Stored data
++++++++
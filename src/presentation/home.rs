use std::sync::Arc;

use log::info;
use tokio::runtime::Handle;

use crate::api::TravelItem;
use crate::domain::HomeUseCase;
use crate::presentation::{Observable, ViewModelScope};

pub struct HomeViewModel {
    use_case: Arc<HomeUseCase>,
    scope: ViewModelScope,
    all_list: Observable<Vec<TravelItem>>,
    flight_list: Observable<Vec<TravelItem>>,
    hotel_list: Observable<Vec<TravelItem>>,
    transportation_list: Observable<Vec<TravelItem>>,
}

impl HomeViewModel {
    /// Starts loading every list right away.
    pub fn new(use_case: Arc<HomeUseCase>, runtime: Handle) -> Self {
        let vm = Self {
            use_case,
            scope: ViewModelScope::new(runtime),
            all_list: Observable::new(),
            flight_list: Observable::new(),
            hotel_list: Observable::new(),
            transportation_list: Observable::new(),
        };
        vm.load();
        vm
    }

    /// Re-fetches all four lists. Each stream is replaced independently.
    pub fn load(&self) {
        info!("Loading home lists");

        let uc = Arc::clone(&self.use_case);
        self.scope
            .launch_fetch(&self.all_list, async move { uc.get_all_list().await });

        let uc = Arc::clone(&self.use_case);
        self.scope
            .launch_fetch(&self.flight_list, async move { uc.get_flight_list().await });

        let uc = Arc::clone(&self.use_case);
        self.scope
            .launch_fetch(&self.hotel_list, async move { uc.get_hotel_list().await });

        let uc = Arc::clone(&self.use_case);
        self.scope.launch_fetch(&self.transportation_list, async move {
            uc.get_transportation_list().await
        });
    }

    pub fn all_list(&self) -> Observable<Vec<TravelItem>> {
        self.all_list.clone()
    }

    pub fn flight_list(&self) -> Observable<Vec<TravelItem>> {
        self.flight_list.clone()
    }

    pub fn hotel_list(&self) -> Observable<Vec<TravelItem>> {
        self.hotel_list.clone()
    }

    pub fn transportation_list(&self) -> Observable<Vec<TravelItem>> {
        self.transportation_list.clone()
    }
}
++++++++
What you are asked to do
Gather from the records above every line containing the string "move".

Output below
            .launch_fetch(&self.all_list, async move { uc.get_all_list().await });
            .launch_fetch(&self.flight_list, async move { uc.get_flight_list().await });
            .launch_fetch(&self.hotel_list, async move { uc.get_hotel_list().await });
        self.scope.launch_fetch(&self.transportation_list, async move {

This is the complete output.